Stored data:
━━━━━━━━

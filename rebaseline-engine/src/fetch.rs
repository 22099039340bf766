// Copyright (c) The nextest Contributors
// SPDX-License-Identifier: MIT OR Apache-2.0

//! Fetching test result reports for a set of builds.

use crate::{build::Build, collab::ResultsSource, report::TestResultReport};
use indexmap::IndexMap;
use tracing::{debug, info, warn};

/// Test result reports for the builds whose results could be fetched.
#[derive(Clone, Debug, Default)]
pub struct FetchedResults {
    reports: IndexMap<Build, TestResultReport>,
    unavailable: Vec<Build>,
}

impl FetchedResults {
    /// Returns the report for a build, if it was fetched.
    pub fn get(&self, build: &Build) -> Option<&TestResultReport> {
        self.reports.get(build)
    }

    /// Iterates over fetched builds and their reports, in the order the builds were given.
    pub fn iter(&self) -> impl Iterator<Item = (&Build, &TestResultReport)> + '_ {
        self.reports.iter()
    }

    /// Iterates over the builds that have reports, in the order they were given.
    pub fn builds(&self) -> impl Iterator<Item = &Build> + '_ {
        self.reports.keys()
    }

    /// Returns the builds whose results couldn't be fetched, in the order they were given.
    pub fn unavailable(&self) -> &[Build] {
        &self.unavailable
    }

    /// Returns the number of builds with reports.
    pub fn len(&self) -> usize {
        self.reports.len()
    }

    /// Returns true if no reports were fetched.
    pub fn is_empty(&self) -> bool {
        self.reports.is_empty()
    }
}

/// Fetches the test result report for each build.
///
/// Builds whose reports can't be fetched (including pending builds) are left out of the returned
/// map and logged with the information needed to follow up by hand. No retries are attempted.
pub fn fetch_results(source: &dyn ResultsSource, builds: &[Build]) -> FetchedResults {
    let mut fetched = FetchedResults::default();
    for build in builds {
        if fetched.reports.contains_key(build) || fetched.unavailable.contains(build) {
            continue;
        }

        let Some(build_number) = build.build_number() else {
            info!("no results for {build}: the build hasn't finished yet");
            fetched.unavailable.push(build.clone());
            continue;
        };

        let results_url = source.results_url(build.builder_name(), build_number);
        debug!("fetching results for {build} from {results_url}");
        match source.fetch_results(build) {
            Some(report) => {
                debug!(
                    "fetched {} results for {build} at revision {}",
                    report.len(),
                    report.revision().unwrap_or("<unknown>"),
                );
                if report.run_was_interrupted() {
                    warn!("test run for {build} was interrupted, so its results may be incomplete");
                }
                fetched.reports.insert(build.clone(), report);
            }
            None => {
                info!("failed to fetch results for {build}");
                info!("results URL: {results_url}/results.html");
                info!(
                    "retry job by running: {}",
                    shell_words::join(["git", "cl", "try", "-b", build.builder_name()])
                );
                fetched.unavailable.push(build.clone());
            }
        }
    }
    fetched
}
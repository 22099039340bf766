// Copyright (c) The nextest Contributors
// SPDX-License-Identifier: MIT OR Apache-2.0

use clap::Parser;
use color_eyre::Result;
use rebaseline_cl::RebaselineClApp;

fn main() -> Result<()> {
    color_eyre::install()?;
    let _ = enable_ansi_support::enable_ansi_support();

    let opts = RebaselineClApp::parse();
    let output = opts.init_output();

    match opts.exec() {
        Ok(code) => std::process::exit(code),
        Err(error) => {
            error.display_to_stderr(&output.stderr_styles());
            std::process::exit(error.process_exit_code())
        }
    }
}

━━━━━━━━

### THE PROBLEM
Copy the lines above exactly, beginning at the line that has "self.reports.get(build)" and stopping after the line that has "builds with reports.", and omit the rest.

### RESULT
        self.reports.get(build)
    }

    /// Iterates over fetched builds and their reports, in the order the builds were given.
    pub fn iter(&self) -> impl Iterator<Item = (&Build, &TestResultReport)> + '_ {
        self.reports.iter()
    }

    /// Iterates over the builds that have reports, in the order they were given.
    pub fn builds(&self) -> impl Iterator<Item = &Build> + '_ {
        self.reports.keys()
    }

    /// Returns the builds whose results couldn't be fetched, in the order they were given.
    pub fn unavailable(&self) -> &[Build] {
        &self.unavailable
    }

    /// Returns the number of builds with reports.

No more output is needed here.